According to the application form, if selected as a Kit Reath Fellow, students will embark on a year-long, minimum forty-hour service project, culminating in a Senior Capstone project where they will present their service project to their peers.
The Kit Reath Fellowship is named after Karin “Kit” Reath, a former librarian at the Baldwin School. During her thirty years at Baldwin, she co-founded and led the Multicultural Resource Center and hosted workshops for teachers and educators. This is where Ms. Ida Malloy, Coordinator of Civic Engagement, met Reath. It was Reath’s selfless nature that inspired Malloy to create the fellowship.
“The hope is that [the fellowship] will inspire students to take a deeper dive into service and what it means to serve,” Ms. Malloy said. “I want to honor their ability to use their gifts in spaces where maybe a lot of people don’t know what they’re doing or how many hours they’re dedicating.”
Currently, the fellowship is only open to students in grades ten and above; however, ninth-grade students are able to discuss beginning a project for next year with Ms. Malloy. For students currently eligible to apply, they need to demonstrate how they dedicate themselves to service.
“I just want students who care deeply about something or someone, and want to find ways to build on [that], and not because they get a prize or can upsell it for colleges,” Malloy said. “I want someone or some people who are doing things because that’s what they would do, even if there was no Kit Reath [fellowship].”

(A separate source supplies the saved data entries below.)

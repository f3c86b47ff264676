//! Migration jobs, one module per CLI subcommand.
//!
//! Every job receives its store handles from the caller, writes to the
//! target inside a single transaction and commits once at the end.

pub mod comments;
pub mod facsimile_urls;
pub mod facsimiles;
pub mod introductions;
pub mod lfb_comment_documents;
pub mod main_tables;
pub mod manuscript_paths;
pub mod manuscripts_versions;
pub mod notes;
pub mod publication_paths;
pub mod split_lfb;
pub mod split_lfb_comments;
pub mod toc;
pub mod version_paths;

use crate::config::Config;
use crate::idmap::{IdMap, COLLECTION_IDS};
use anyhow::{Context, Result};
use rusqlite::{Connection, OptionalExtension};
use std::fs;
use std::path::Path;

/// Legacy collection of all letters, split into 30 and 31 in the target.
pub const LETTERS_COLLECTION: i64 = 15;

/// Legacy sub-collection of letter → collection id it was split into.
pub const LETTER_SPLITS: [(i64, i64); 2] = [(1, 30), (2, 31)];

/// Section number from a legacy section id such as "ch12".
pub fn section_number(raw: &str) -> Option<i64> {
    raw.trim().trim_start_matches("ch").parse().ok()
}

/// Folder of a Läsning för barn part: "Lasning_for_barn_3".
pub fn lfb_part_folder(part: u32) -> String {
    format!("Lasning_for_barn_{}", part)
}

pub fn load_collection_ids(config: &Config) -> Result<IdMap> {
    IdMap::load_from(&config.id_dir, COLLECTION_IDS)
}

/// A migrated publication, as the path jobs see it.
#[derive(Debug, Clone, PartialEq, Eq)]
pub struct PublicationRow {
    pub id: i64,
    pub name: String,
    pub published: Option<i64>,
    pub legacy_id: Option<String>,
}

/// Publications of one target collection, in id order.
pub fn collection_publications(conn: &Connection, collection_id: i64) -> Result<Vec<PublicationRow>> {
    let mut stmt = conn.prepare(
        "SELECT id, name, published, legacy_id FROM publication
         WHERE publication_collection_id = ?1 ORDER BY id",
    )?;
    let rows = stmt.query_map([collection_id], |row| {
        Ok(PublicationRow {
            id: row.get(0)?,
            name: row.get::<_, Option<String>>(1)?.unwrap_or_default(),
            published: row.get(2)?,
            legacy_id: row.get(3)?,
        })
    })?;
    Ok(rows.collect::<rusqlite::Result<_>>()?)
}

/// Write a generated file, creating its directory.
pub fn write_file(path: &Path, content: &str) -> Result<()> {
    if let Some(parent) = path.parent() {
        fs::create_dir_all(parent).with_context(|| format!("Failed to create {}", parent.display()))?;
    }
    fs::write(path, content).with_context(|| format!("Failed to write {}", path.display()))
}

/// New publication id for a publication legacy id ("1_12").
pub fn publication_id_by_legacy_id(conn: &Connection, legacy_id: &str) -> Result<Option<i64>> {
    Ok(conn
        .query_row(
            "SELECT id FROM publication WHERE legacy_id = ?1 ORDER BY id LIMIT 1",
            [legacy_id],
            |row| row.get(0),
        )
        .optional()?)
}


#[cfg(test)]
mod tests {
    use super::*;

    #[test]
    fn test_section_number() {
        assert_eq!(section_number("ch12"), Some(12));
        assert_eq!(section_number(" 7 "), Some(7));
        assert_eq!(section_number("chapter"), None);
    }

    #[test]
    fn test_publication_id_by_legacy_id() {
        let target = fixtures::target();
        let ids = fixtures::collections(&target, &[(1, 1)]);
        let id = fixtures::publication(&target, ids[0], "Noveller", "1_12");
        assert_eq!(publication_id_by_legacy_id(&target, "1_12").unwrap(), Some(id));
        assert_eq!(publication_id_by_legacy_id(&target, "1_13").unwrap(), None);
    }

    #[test]
    fn test_collection_publications() {
        let target = fixtures::target();
        let ids = fixtures::collections(&target, &[(1, 1), (2, 0)]);
        fixtures::publication(&target, ids[0], "Dikt", "1_1");
        fixtures::publication(&target, ids[1], "Annan", "2_1");
        fixtures::publication(&target, ids[0], "Sång", "1_2");
        let rows = collection_publications(&target, ids[0]).unwrap();
        let names: Vec<&str> = rows.iter().map(|r| r.name.as_str()).collect();
        assert_eq!(names, vec!["Dikt", "Sång"]);
        assert_eq!(rows[1].legacy_id.as_deref(), Some("1_2"));
    }
}
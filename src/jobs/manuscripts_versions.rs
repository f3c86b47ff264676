//! `manuscripts-versions`: manuscripts and versions of migrated publications.

use super::section_number;
use crate::config::Config;
use crate::idmap::{IdMap, MANUSCRIPT_IDS, PUBLICATION_IDS, VERSION_IDS};
use crate::progress::JobProgress;
use anyhow::{Context, Result};
use rusqlite::{params, Connection};

#[derive(Debug)]
pub struct ManuscriptsVersionsReport {
    pub manuscripts: IdMap,
    pub versions: IdMap,
}

/// Row shared by `manuscripts` and `versions`.
struct Witness {
    id: i64,
    publication_id: i64,
    title: Option<String>,
    sort: Option<i64>,
    filename: Option<String>,
    kind: Option<i64>,
    section: Option<String>,
}

fn read_witnesses(legacy: &Connection, sql: &str) -> Result<Vec<Witness>> {
    let mut stmt = legacy.prepare(sql)?;
    let mut rows = stmt.query([])?;
    let mut witnesses = Vec::new();
    while let Some(row) = rows.next()? {
        witnesses.push(Witness {
            id: row.get(0)?,
            publication_id: row.get(1)?,
            title: row.get(2)?,
            sort: row.get(3)?,
            filename: row.get(4)?,
            kind: row.get(5)?,
            section: row.get(6)?,
        });
    }
    Ok(witnesses)
}

fn section_id(w: &Witness, what: &str) -> Option<i64> {
    let raw = w.section.as_deref()?;
    let section = section_number(raw);
    if section.is_none() {
        eprintln!("Warning: {} {} has unreadable section id {:?}", what, w.id, raw);
    }
    section
}

fn migrate(
    target: &Connection,
    witnesses: &[Witness],
    publications: &IdMap,
    insert_sql: &str,
    what: &str,
) -> Result<IdMap> {
    let mut progress = JobProgress::new(what, witnesses.len());
    let mut insert = target.prepare(insert_sql)?;
    let mut ids = IdMap::new();
    for w in witnesses {
        progress.inc();
        // Unpublished publications were not migrated.
        let Some(publication_id) = publications.get(w.publication_id) else {
            continue;
        };
        insert.execute(params![
            publication_id,
            w.title,
            w.sort,
            w.filename,
            w.kind,
            section_id(w, what),
        ])?;
        ids.insert(w.id, target.last_insert_rowid());
    }
    progress.finish(&format!("migrated {} of {}", ids.len(), witnesses.len()));
    Ok(ids)
}

pub fn run(legacy: &Connection, target: &mut Connection, config: &Config) -> Result<ManuscriptsVersionsReport> {
    let publications = IdMap::load_from(&config.id_dir, PUBLICATION_IDS)?;

    let manuscripts = read_witnesses(
        legacy,
        "SELECT m_id, m_publication_id, m_title, m_sort, m_filename, m_type, m_section_id
         FROM manuscripts ORDER BY m_id",
    )?;
    let versions = read_witnesses(
        legacy,
        "SELECT v_id, v_publication_id, v_title, v_sort, v_filename, v_type, v_section_id
         FROM versions ORDER BY v_id",
    )?;

    let tx = target.transaction()?;
    let manuscript_ids = migrate(
        &tx,
        &manuscripts,
        &publications,
        "INSERT INTO publication_manuscript (publication_id, name, sort_order, legacy_id, type, section_id)
         VALUES (?1, ?2, ?3, ?4, ?5, ?6)",
        "Manuscripts",
    )?;
    let version_ids = migrate(
        &tx,
        &versions,
        &publications,
        "INSERT INTO publication_version (publication_id, name, sort_order, legacy_id, type, section_id)
         VALUES (?1, ?2, ?3, ?4, ?5, ?6)",
        "Versions",
    )?;
    tx.commit().context("Failed to commit manuscripts and versions")?;

    manuscript_ids.save_to(&config.id_dir, MANUSCRIPT_IDS)?;
    version_ids.save_to(&config.id_dir, VERSION_IDS)?;

    Ok(ManuscriptsVersionsReport {
        manuscripts: manuscript_ids,
        versions: version_ids,
    })
}

#[cfg(test)]
mod tests {
    use super::*;
    use crate::jobs::fixtures;
    use tempfile::TempDir;

    #[test]
    fn test_run_skips_unmigrated_publications() {
        let dir = TempDir::new().unwrap();
        let config = Config {
            id_dir: dir.path().to_path_buf(),
            ..Config::default()
        };

        let legacy = fixtures::legacy();
        legacy
            .execute_batch(
                "INSERT INTO manuscripts VALUES
                    (1, 100, 'Ms A', 1, 'ms_a.xml', 1, 'ch3'),
                    (2, 999, 'Ms B', 2, 'ms_b.xml', 1, NULL);
                 INSERT INTO versions VALUES
                    (5, 100, 'Version 1', 1, 2, 'v1.xml', NULL),
                    (6, 100, 'Version 2', 2, 2, 'v2.xml', 'ch14');",
            )
            .unwrap();

        let mut target = fixtures::target();
        let collections = fixtures::collections(&target, &[(1, 1)]);
        let publication = fixtures::publication(&target, collections[0], "Dikt", "1_1");
        let map: IdMap = [(100, publication)].into_iter().collect();
        map.save_to(dir.path(), PUBLICATION_IDS).unwrap();

        let report = run(&legacy, &mut target, &config).unwrap();
        assert_eq!(report.manuscripts.len(), 1);
        assert!(!report.manuscripts.contains(2));
        assert_eq!(report.versions.len(), 2);

        let section: Option<i64> = target
            .query_row(
                "SELECT section_id FROM publication_manuscript WHERE id = ?1",
                [report.manuscripts.get(1).unwrap()],
                |r| r.get(0),
            )
            .unwrap();
        assert_eq!(section, Some(3));

        let (legacy_id, section): (String, Option<i64>) = target
            .query_row(
                "SELECT legacy_id, section_id FROM publication_version WHERE id = ?1",
                [report.versions.get(6).unwrap()],
                |r| Ok((r.get(0)?, r.get(1)?)),
            )
            .unwrap();
        assert_eq!(legacy_id, "v2.xml");
        assert_eq!(section, Some(14));

        assert!(dir.path().join(VERSION_IDS).exists());
    }
}
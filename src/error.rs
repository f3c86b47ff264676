//! Error types for candidate discovery and XML access.

use std::path::PathBuf;
use thiserror::Error;

/// Errors raised by the matching core.
///
/// Directory-level errors are fatal for a run. File-level errors are
/// reported per item by the jobs and do not stop a batch.
#[derive(Debug, Error)]
pub enum MatchError {
    /// Collection root does not exist.
    #[error("directory not found: {path}")]
    DirectoryNotFound { path: PathBuf },

    /// Failed while listing a directory below the root.
    #[error("failed to read directory {path}: {source}")]
    DirectoryRead {
        path: PathBuf,
        #[source]
        source: walkdir::Error,
    },

    /// Failed to read a candidate or reference file.
    #[error("failed to read file {path}: {source}")]
    FileRead {
        path: PathBuf,
        #[source]
        source: std::io::Error,
    },

    /// File content is not well-formed XML.
    #[error("failed to parse XML {path}: {source}")]
    XmlParse {
        path: PathBuf,
        #[source]
        source: roxmltree::Error,
    },

    /// Expected element is absent from a document.
    #[error("element <{element}> not found in {path}")]
    MissingElement { element: String, path: PathBuf },
}

pub type Result<T> = std::result::Result<T, MatchError>;
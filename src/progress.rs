//! Progress bars and phase logging.
//!
//! Jobs report per-item progress through `JobProgress`. In log-only mode the
//! bars are hidden and periodic `[phase] n/total (pct%)` lines go to stderr
//! instead, which keeps output readable when redirected to a file.

use indicatif::{ProgressBar, ProgressDrawTarget, ProgressStyle};
use std::sync::atomic::{AtomicBool, Ordering};
use std::time::Duration;

/// Global flag for log-only mode (set from args in main)
pub static LOG_ONLY: AtomicBool = AtomicBool::new(false);

/// Items between two log lines in log-only mode.
const LOG_INTERVAL: u64 = 100;

pub fn set_log_only(value: bool) {
    LOG_ONLY.store(value, Ordering::Relaxed);
}

pub fn is_log_only() -> bool {
    LOG_ONLY.load(Ordering::Relaxed)
}

/// Format duration in human-readable format
pub fn format_duration(d: Duration) -> String {
    let secs = d.as_secs_f64();
    if secs < 60.0 {
        format!("{:.1}s", secs)
    } else {
        format!("{:.1}m", secs / 60.0)
    }
}

/// Progress of one job phase over a known number of items.
pub struct JobProgress {
    phase: String,
    total: u64,
    current: u64,
    bar: ProgressBar,
}

impl JobProgress {
    pub fn new(phase: &str, total: usize) -> Self {
        let total = total as u64;
        let bar = ProgressBar::new(total);
        if is_log_only() {
            bar.set_draw_target(ProgressDrawTarget::hidden());
        } else if let Ok(style) = ProgressStyle::default_bar()
            .template("{msg} [{elapsed_precise}] [{bar:40.cyan/blue}] {pos}/{len} ({per_sec}, ETA: {eta})")
        {
            bar.set_style(style.progress_chars("=> "));
        }
        bar.set_message(phase.to_string());
        Self {
            phase: phase.to_string(),
            total,
            current: 0,
            bar,
        }
    }

    pub fn inc(&mut self) {
        self.current += 1;
        self.bar.inc(1);
        if is_log_only() && (self.current % LOG_INTERVAL == 0 || self.current == self.total) {
            let pct = if self.total == 0 {
                100.0
            } else {
                100.0 * self.current as f64 / self.total as f64
            };
            eprintln!("[{}] {}/{} ({:.1}%)", self.phase, self.current, self.total, pct);
        }
    }

    pub fn finish(self, msg: &str) {
        if is_log_only() {
            eprintln!("[{}] {}", self.phase, msg);
        }
        self.bar.finish_with_message(format!("{}: {}", self.phase, msg));
    }
}

/// Spinner for steps without a known item count (network fetches, DDL).
pub fn create_spinner(msg: &str) -> ProgressBar {
    let pb = ProgressBar::new_spinner();
    if is_log_only() {
        pb.set_draw_target(ProgressDrawTarget::hidden());
    } else {
        if let Ok(style) = ProgressStyle::default_spinner().template("{msg} {spinner} [{elapsed_precise}]") {
            pb.set_style(style);
        }
        pb.enable_steady_tick(Duration::from_millis(100));
    }
    pb.set_message(msg.to_string());
    pb
}
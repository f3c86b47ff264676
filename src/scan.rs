//! Candidate discovery: recursive listing of a collection directory.

use crate::error::{MatchError, Result};
use std::path::{Component, Path, PathBuf};
use walkdir::WalkDir;

/// A file found below a collection root.
#[derive(Clone, Debug, PartialEq, Eq)]
pub struct CandidatePath {
    pub path: PathBuf,
    /// Filename without extension.
    pub stem: String,
    /// Name of the directory directly containing the file.
    pub parent_dir: String,
}

impl CandidatePath {
    pub fn new(path: PathBuf) -> Self {
        let stem = path
            .file_stem()
            .map(|s| s.to_string_lossy().into_owned())
            .unwrap_or_default();
        let parent_dir = path
            .parent()
            .and_then(|p| p.file_name())
            .map(|s| s.to_string_lossy().into_owned())
            .unwrap_or_default();
        Self {
            path,
            stem,
            parent_dir,
        }
    }

    pub fn is_xml(&self) -> bool {
        self.path
            .extension()
            .is_some_and(|ext| ext.eq_ignore_ascii_case("xml"))
    }
}

/// List every regular file below `root`, sorted by full path.
///
/// Symbolic links are not followed. The sort makes candidate order, and
/// therefore first-match-wins tie-breaking, independent of the filesystem.
pub fn scan_dir(root: &Path) -> Result<Vec<CandidatePath>> {
    if !root.is_dir() {
        return Err(MatchError::DirectoryNotFound {
            path: root.to_path_buf(),
        });
    }

    let mut files = Vec::new();
    for entry in WalkDir::new(root).follow_links(false) {
        let entry = entry.map_err(|source| MatchError::DirectoryRead {
            path: source
                .path()
                .map(Path::to_path_buf)
                .unwrap_or_else(|| root.to_path_buf()),
            source,
        })?;
        if entry.file_type().is_file() {
            files.push(entry.into_path());
        }
    }

    files.sort();
    Ok(files.into_iter().map(CandidatePath::new).collect())
}

/// Like `scan_dir`, keeping only `.xml` files.
pub fn scan_xml(root: &Path) -> Result<Vec<CandidatePath>> {
    Ok(scan_dir(root)?.into_iter().filter(CandidatePath::is_xml).collect())
}

/// Path of `path` relative to `root`, with `/` separators.
/// Falls back to the full path when `path` is not below `root`.
pub fn to_posix_relative(path: &Path, root: &Path) -> String {
    let relative = path.strip_prefix(root).unwrap_or(path);
    relative
        .components()
        .filter_map(|c| match c {
            Component::Normal(part) => Some(part.to_string_lossy().into_owned()),
            Component::RootDir => Some(String::new()),
            _ => None,
        })
        .collect::<Vec<_>>()
        .join("/")
}

#[cfg(test)]
mod tests {
    use super::*;
    use std::fs;
    use tempfile::TempDir;

    fn touch(root: &Path, rel: &str) {
        let path = root.join(rel);
        fs::create_dir_all(path.parent().unwrap()).unwrap();
        fs::write(path, "<TEI/>").unwrap();
    }

    #[test]
    fn test_scan_dir_recurses_and_sorts() {
        let dir = TempDir::new().unwrap();
        touch(dir.path(), "b/deep/nested/z.xml");
        touch(dir.path(), "a.xml");
        touch(dir.path(), "b/c.txt");
        fs::create_dir_all(dir.path().join("empty")).unwrap();

        let found = scan_dir(dir.path()).unwrap();
        let rel: Vec<String> = found
            .iter()
            .map(|c| to_posix_relative(&c.path, dir.path()))
            .collect();
        assert_eq!(rel, vec!["a.xml", "b/c.txt", "b/deep/nested/z.xml"]);
    }

    #[test]
    fn test_scan_xml_filters_extension() {
        let dir = TempDir::new().unwrap();
        touch(dir.path(), "one.xml");
        touch(dir.path(), "two.XML");
        touch(dir.path(), "notes.txt");
        let found = scan_xml(dir.path()).unwrap();
        assert_eq!(found.len(), 2);
    }

    #[test]
    fn test_scan_dir_missing_root() {
        let dir = TempDir::new().unwrap();
        let missing = dir.path().join("nope");
        match scan_dir(&missing) {
            Err(MatchError::DirectoryNotFound { path }) => assert_eq!(path, missing),
            other => panic!("expected DirectoryNotFound, got {other:?}"),
        }
    }

    #[cfg(unix)]
    #[test]
    fn test_scan_dir_unreadable_subdirectory() {
        use std::os::unix::fs::PermissionsExt;

        let dir = TempDir::new().unwrap();
        touch(dir.path(), "open/a.xml");
        touch(dir.path(), "locked/b.xml");
        let locked = dir.path().join("locked");
        fs::set_permissions(&locked, fs::Permissions::from_mode(0o000)).unwrap();

        // root reads through mode 000
        let readable = fs::read_dir(&locked).is_ok();
        let result = scan_dir(dir.path());
        fs::set_permissions(&locked, fs::Permissions::from_mode(0o755)).unwrap();

        if readable {
            assert_eq!(result.unwrap().len(), 2);
        } else {
            match result {
                Err(MatchError::DirectoryRead { path, .. }) => assert_eq!(path, locked),
                other => panic!("expected DirectoryRead, got {other:?}"),
            }
        }
    }

    #[cfg(unix)]
    #[test]
    fn test_scan_dir_skips_dangling_link() {
        let dir = TempDir::new().unwrap();
        touch(dir.path(), "a.xml");
        std::os::unix::fs::symlink(dir.path().join("gone.xml"), dir.path().join("link.xml")).unwrap();

        let found = scan_dir(dir.path()).unwrap();
        assert_eq!(found.len(), 1);
        assert_eq!(found[0].stem, "a");
    }

    #[test]
    fn test_candidate_path_parts() {
        let c = CandidatePath::new(PathBuf::from("/svn/Varianter/Sampo_Lappelill/sampo_1.xml"));
        assert_eq!(c.stem, "sampo_1");
        assert_eq!(c.parent_dir, "Sampo_Lappelill");
        assert!(c.is_xml());
    }

    #[test]
    fn test_to_posix_relative() {
        let root = Path::new("/svn");
        let path = Path::new("/svn/documents/trunk/Ljungblommor/a.xml");
        assert_eq!(
            to_posix_relative(path, root),
            "documents/trunk/Ljungblommor/a.xml"
        );
    }
}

Through their individual projects as well as the mandatory semi-monthly meetings, the fellowship also aims to educate and increase fellows’ understanding of service.
“If you’re coming from a place of privilege and power, when you see people who are living with limited needs and resources, you [can be] quick to want to fix them or tell them what would be better, and that’s really just not your place as a person who’s there to serve,” Malloy said. “Your place is to help with whatever they ask, and even if you know that there’s a better way, it’s just not for you to do.”
Students at Baldwin are enthusiastic about the new fellowship, seeing it as an opportunity to deepen their commitment to community service and develop meaningful leadership skills. The fellowship not only provides a platform for service but also allows students to explore their passions while making a tangible difference in their community.
“I think that the Kit Reath Fellowship gives a lot of students a really great opportunity to get engaged in civic leadership within their school,” Service League representative Yee-Yee Li ‘27 said. “[It can] help other students also get engaged in civic leadership. I think that’s how it benefits the school as well. Lots of connection, and [it will] encourage less lackluster civil leadership.”
The fellowship aims to memorialize Reath’s legacy through educating student leaders and promoting altruistic service. Malloy hopes that Reath’s traits, such as her authenticity and kindness, shine through in the fellows.
“It’s important that students not be motivated by what they’re going to get out of service, but what they’re going to [experience],” Malloy said. “I hope they’ll find ways like she did to make those deep connections that are life-changing for the people that are affected by what they do.”